Scaling journey - from 16k to 160k users.

Scaling journey - from 16k to 160k users.

Scaling Ruby on Rails application to execute background jobs in real time using sidekiq

In my previous article, I explained how we are using a queue-based application that uses sidekiq for the management of queues. We were able to process jobs in the background using this architecture but with growing requests, it was difficult to process the prolonged waiting jobs in real-time. The increase in the scale resulted in the increased waiting time for the jobs. In this article, I will explain how we scaled our systems to handle a 10x increase in users.

Old Architecture

The ElasticCache(Redis) maintains all jobs in different queues. The priority of each queue can differ based on the job they perform, for example, some jobs like automatic cleanups and daily schedules are of less priority and can wait until the execution of high-priority jobs such as user-initiated jobs. The user-initiated jobs need immediate attention and should be processed in real-time.

before_scaling.png

In the image above, we can see that all the servers here consume jobs from all the queues simultaneously based on queue priority. This means at a given instance, any server can process jobs from any of the mentioned queues. However, the resource and time requirements for different jobs aren't the same. Some jobs can take a large amount of time and resources to execute, while others consume minimal resources and finish instantly. This leads to resource contention during peak load.

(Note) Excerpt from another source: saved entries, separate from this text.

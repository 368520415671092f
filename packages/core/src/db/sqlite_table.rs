//! SqliteTable - libsql TaskTable Backend
//!
//! Embedded libsql implementation of the table abstraction. The schema
//! declares only the key attribute:
//!
//! ```sql
//! CREATE TABLE IF NOT EXISTS tasks (
//!     id TEXT PRIMARY KEY,
//!     record JSON NOT NULL
//! )
//! ```
//!
//! Everything beyond `id` lives schema-less inside the `record` JSON
//! attribute, so new record fields never require a migration.
//!
//! # Conditional semantics
//!
//! Conditional update and delete are each a single SQL statement whose
//! WHERE clause is the existence precondition, so check and write are one
//! atomic operation. The update statement is composed dynamically from the
//! staged assignment set - one `json_set` path per supplied field - and
//! uses RETURNING to hand back the post-update record as confirmed by the
//! table.

use crate::db::{AssignmentSet, TableError, TaskTable};
use crate::models::Task;
use async_trait::async_trait;
use libsql::Builder;
use std::path::PathBuf;

/// libsql-backed task table.
pub struct SqliteTable {
    /// Single long-lived connection.
    ///
    /// Created once at init rather than per operation so that `:memory:`
    /// databases keep their contents (each fresh connection to `:memory:`
    /// would open an empty database).
    conn: libsql::Connection,
}

impl SqliteTable {
    /// Open (or create) a task table database at the given path.
    ///
    /// Ensures the parent directory exists, opens the database via the
    /// libsql builder, and runs idempotent schema initialization.
    ///
    /// # Errors
    ///
    /// Returns `TableError` if the directory cannot be created, the
    /// database cannot be opened, or schema initialization fails.
    ///
    /// # Examples
    ///
    /// ```no_run
    /// # use taskdeck_core::db::SqliteTable;
    /// # use std::path::PathBuf;
    /// # #[tokio::main]
    /// # async fn main() -> Result<(), Box<dyn std::error::Error>> {
    /// let table = SqliteTable::new(PathBuf::from("./data/tasks.db")).await?;
    /// # Ok(())
    /// # }
    /// ```
    pub async fn new(db_path: PathBuf) -> Result<Self, TableError> {
        if let Some(parent) = db_path.parent() {
            if !parent.exists() {
                std::fs::create_dir_all(parent)?;
            }
        }

        let db = Builder::new_local(&db_path)
            .build()
            .await
            .map_err(|e| TableError::connection_failed(db_path.clone(), e))?;

        let conn = db
            .connect()
            .map_err(|e| TableError::connection_failed(db_path, e))?;

        let table = Self { conn };
        table.initialize_schema().await?;
        Ok(table)
    }

    /// Open an in-memory task table (tests and throwaway environments).
    pub async fn new_in_memory() -> Result<Self, TableError> {
        Self::new(PathBuf::from(":memory:")).await
    }

    /// Execute a PRAGMA statement.
    ///
    /// PRAGMA statements return rows, so query() is required instead of
    /// execute().
    async fn execute_pragma(&self, pragma: &str) -> Result<(), TableError> {
        let mut stmt = self.conn.prepare(pragma).await.map_err(|e| {
            TableError::sql_execution(format!("Failed to execute '{}': {}", pragma, e))
        })?;
        let _ = stmt.query(()).await.map_err(|e| {
            TableError::sql_execution(format!("Failed to execute '{}': {}", pragma, e))
        })?;
        Ok(())
    }

    /// Initialize schema and SQLite configuration.
    ///
    /// Uses CREATE TABLE IF NOT EXISTS so initialization is idempotent and
    /// safe to run on every open.
    async fn initialize_schema(&self) -> Result<(), TableError> {
        // WAL mode for better concurrency, 5s busy timeout instead of
        // failing immediately on lock contention
        self.execute_pragma("PRAGMA journal_mode = WAL").await?;
        self.execute_pragma("PRAGMA busy_timeout = 5000").await?;

        self.conn
            .execute(
                "CREATE TABLE IF NOT EXISTS tasks (
                    id TEXT PRIMARY KEY,
                    record JSON NOT NULL
                )",
                (),
            )
            .await
            .map_err(|e| {
                TableError::initialization_failed(format!("Failed to create tasks table: {}", e))
            })?;

        Ok(())
    }

    /// Parse a stored JSON record into a Task.
    fn parse_record(record_json: &str) -> Result<Task, TableError> {
        Ok(serde_json::from_str(record_json)?)
    }
}

#[async_trait]
impl TaskTable for SqliteTable {
    async fn put(&self, task: Task) -> Result<(), TableError> {
        let record = serde_json::to_string(&task)?;

        self.conn
            .execute(
                "INSERT OR REPLACE INTO tasks (id, record) VALUES (?, ?)",
                (task.id.as_str(), record.as_str()),
            )
            .await
            .map_err(|e| TableError::sql_execution(format!("Failed to put task: {}", e)))?;

        Ok(())
    }

    async fn scan_all(&self) -> Result<Vec<Task>, TableError> {
        let mut stmt = self
            .conn
            .prepare("SELECT record FROM tasks")
            .await
            .map_err(|e| {
                TableError::sql_execution(format!("Failed to prepare scan query: {}", e))
            })?;

        let mut rows = stmt.query(()).await.map_err(|e| {
            TableError::sql_execution(format!("Failed to execute scan query: {}", e))
        })?;

        let mut tasks = Vec::new();
        while let Some(row) = rows
            .next()
            .await
            .map_err(|e| TableError::sql_execution(e.to_string()))?
        {
            let record_json: String = row
                .get(0)
                .map_err(|e| TableError::sql_execution(format!("Failed to get record: {}", e)))?;
            tasks.push(Self::parse_record(&record_json)?);
        }

        Ok(tasks)
    }

    async fn conditional_update(
        &self,
        id: &str,
        assignments: AssignmentSet,
    ) -> Result<Task, TableError> {
        // Compose one json_set path per staged assignment. Field names come
        // from the crate's field constants, never from request input, so
        // interpolating them into the path literals is safe.
        let mut sql = String::from("UPDATE tasks SET record = json_set(record");
        let mut params: Vec<libsql::Value> = Vec::with_capacity(assignments.len() + 1);
        for (name, value) in assignments.iter() {
            sql.push_str(&format!(", '$.{}', json(?)", name));
            params.push(libsql::Value::Text(value.to_json().to_string()));
        }
        sql.push_str(") WHERE id = ? RETURNING record");
        params.push(libsql::Value::Text(id.to_string()));

        let mut stmt = self.conn.prepare(&sql).await.map_err(|e| {
            TableError::sql_execution(format!("Failed to prepare conditional update: {}", e))
        })?;

        let mut rows = stmt
            .query(libsql::params_from_iter(params))
            .await
            .map_err(|e| {
                TableError::sql_execution(format!("Failed to execute conditional update: {}", e))
            })?;

        // No RETURNING row means the WHERE clause matched nothing: the
        // existence precondition failed and nothing was written.
        let row = rows
            .next()
            .await
            .map_err(|e| TableError::sql_execution(e.to_string()))?
            .ok_or_else(|| TableError::precondition_failed(id))?;

        let record_json: String = row
            .get(0)
            .map_err(|e| TableError::sql_execution(format!("Failed to get record: {}", e)))?;
        Self::parse_record(&record_json)
    }

    async fn conditional_delete(&self, id: &str) -> Result<(), TableError> {
        let affected = self
            .conn
            .execute("DELETE FROM tasks WHERE id = ?", [id])
            .await
            .map_err(|e| TableError::sql_execution(format!("Failed to delete task: {}", e)))?;

        if affected == 0 {
            return Err(TableError::precondition_failed(id));
        }
        Ok(())
    }
}

#[cfg(test)]
mod tests {
    use super::*;
    use crate::models::{field, Attribute};
    use std::collections::BTreeMap;
    use tempfile::TempDir;

    fn sample_task(title: &str) -> Task {
        Task::new(
            title.to_string(),
            3,
            false,
            vec!["urgent".to_string(), "backend".to_string()],
            BTreeMap::from([("assignee".to_string(), "Alice".to_string())]),
        )
    }

    #[tokio::test]
    async fn test_put_then_scan_round_trip() {
        let table = SqliteTable::new_in_memory().await.unwrap();
        let task = sample_task("Ship release");
        table.put(task.clone()).await.unwrap();

        let all = table.scan_all().await.unwrap();
        assert_eq!(all, vec![task]);
    }

    #[tokio::test]
    async fn test_scan_empty_table() {
        let table = SqliteTable::new_in_memory().await.unwrap();
        assert!(table.scan_all().await.unwrap().is_empty());
    }

    #[tokio::test]
    async fn test_put_overwrites_by_id() {
        let table = SqliteTable::new_in_memory().await.unwrap();
        let mut task = sample_task("first");
        table.put(task.clone()).await.unwrap();

        task.title = "second".to_string();
        table.put(task).await.unwrap();

        let all = table.scan_all().await.unwrap();
        assert_eq!(all.len(), 1);
        assert_eq!(all[0].title, "second");
    }

    #[tokio::test]
    async fn test_conditional_update_applies_only_staged_fields() {
        let table = SqliteTable::new_in_memory().await.unwrap();
        let task = sample_task("Ship release");
        let id = task.id.clone();
        table.put(task.clone()).await.unwrap();

        let mut assignments = AssignmentSet::new();
        assignments.set(field::PRIORITY, Attribute::N(5));
        let updated = table.conditional_update(&id, assignments).await.unwrap();

        assert_eq!(updated.priority, 5);
        assert_eq!(updated.title, task.title);
        assert_eq!(updated.completed, task.completed);
        assert_eq!(updated.tags, task.tags);
        assert_eq!(updated.metadata, task.metadata);
    }

    #[tokio::test]
    async fn test_conditional_update_replaces_whole_map_attribute() {
        let table = SqliteTable::new_in_memory().await.unwrap();
        let task = sample_task("t");
        let id = task.id.clone();
        table.put(task).await.unwrap();

        // A staged map assignment replaces the stored map, it does not merge
        let mut assignments = AssignmentSet::new();
        assignments.set(
            field::METADATA,
            Attribute::M(BTreeMap::from([(
                "category".to_string(),
                "infra".to_string(),
            )])),
        );
        let updated = table.conditional_update(&id, assignments).await.unwrap();

        assert_eq!(updated.metadata.len(), 1);
        assert_eq!(updated.metadata.get("category").unwrap(), "infra");
        assert!(updated.metadata.get("assignee").is_none());
    }

    #[tokio::test]
    async fn test_conditional_update_missing_record() {
        let table = SqliteTable::new_in_memory().await.unwrap();
        let mut assignments = AssignmentSet::new();
        assignments.set(field::TITLE, Attribute::S("x".to_string()));

        let err = table
            .conditional_update("no-such-id", assignments)
            .await
            .unwrap_err();
        assert!(matches!(err, TableError::PreconditionFailed { .. }));
        assert!(table.scan_all().await.unwrap().is_empty());
    }

    #[tokio::test]
    async fn test_conditional_delete() {
        let table = SqliteTable::new_in_memory().await.unwrap();
        let task = sample_task("t");
        let id = task.id.clone();
        table.put(task).await.unwrap();

        table.conditional_delete(&id).await.unwrap();
        assert!(table.scan_all().await.unwrap().is_empty());

        let err = table.conditional_delete(&id).await.unwrap_err();
        assert!(matches!(err, TableError::PreconditionFailed { .. }));
    }

    #[tokio::test]
    async fn test_records_persist_across_reopen() {
        let temp_dir = TempDir::new().unwrap();
        let db_path = temp_dir.path().join("tasks.db");

        let task = sample_task("durable");
        {
            let table = SqliteTable::new(db_path.clone()).await.unwrap();
            table.put(task.clone()).await.unwrap();
        }

        let reopened = SqliteTable::new(db_path).await.unwrap();
        let all = reopened.scan_all().await.unwrap();
        assert_eq!(all, vec![task]);
    }
}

For example, there are times when all the pods are busy processing the low-priority queues and thus the high-priority jobs have to wait until their execution is finished. This can result in longer waiting times for customers.

A basic solution to this problem can be scaling the servers horizontally in order to consume more jobs. The drawback to this solution is that it does not guarantee the faster pick up of high-priority jobs if there are many low-priority jobs waiting in the queue already.

New Architecture

In order to overcome this, we came up with an approach to distribute the pods in different groups based on the queue types. Servers in each group are responsible for executing jobs of a similar type. Based on the nature of the job, consumption rate and priorities we can divide them into different queues such as slow queue(that contains jobs which take longer to execute), fast queue(that has faster-executing jobs), user-initiated queue(contains jobs that are initiated by a customer and are of utmost priority) or scheduled queue(that contains jobs like scheduled cleanup jobs ). These queues can be divided further into multiple groups of similar characteristics. The server groups can also be divided into multiple pod groups catering to the requirements of specific queues.

scaling-2.png

Here, servers in the user-initiated pod group will consume only those jobs that are present in the user-initiated queue. There are two servers attached to this pod group to maintain high availability. In case of high traffic, we can horizontally scale this server group.

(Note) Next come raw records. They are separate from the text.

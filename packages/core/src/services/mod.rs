//! Business Services
//!
//! This module contains the record store's business layer:
//!
//! - `TaskService` - create / read-all / partial-update / delete over the
//!   table abstraction, with sparse update composition and existence
//!   preconditions
//! - `TaskServiceError` - the validation / not-found / store error taxonomy

pub mod error;
pub mod task_service;

pub use error::TaskServiceError;
pub use task_service::TaskService;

Similarly, the fast pod group will consume jobs from fast and scheduled queues. This pod group requires only one pod because the resource consumption is minimal here. But this can also be scaled up or down according to consumption.

The slow pod group, on the other hand, requires more resources and thus has a large number of servers to execute slower jobs.

**How can we achieve this in sidekiq? **

  1. Create independent config files for each pod group. config/sidekiq-user-initiated-config.yml
:concurrency: 3
:queues:
  - user-initiated

config/sidekiq-fast-config.yml

:concurrency: 3
:queues:
  - [fast,7]
  - [schedules,3] #You can set priorities for each queue

config/sidekiq-slow-config.yml

:concurrency: 3
:queues:
  - slow
  1. Start the sidekiq with the required config file
bundle exec sidekiq -C config/sidekiq-user-initiated-config.yml

With the help of this architecture, the scaling became easier and we further implemented Horizontal Pod Autoscaling based on the queue requirements at a pod group level to utilize resources in an optimal way.

Thank you for reading. Happy coding!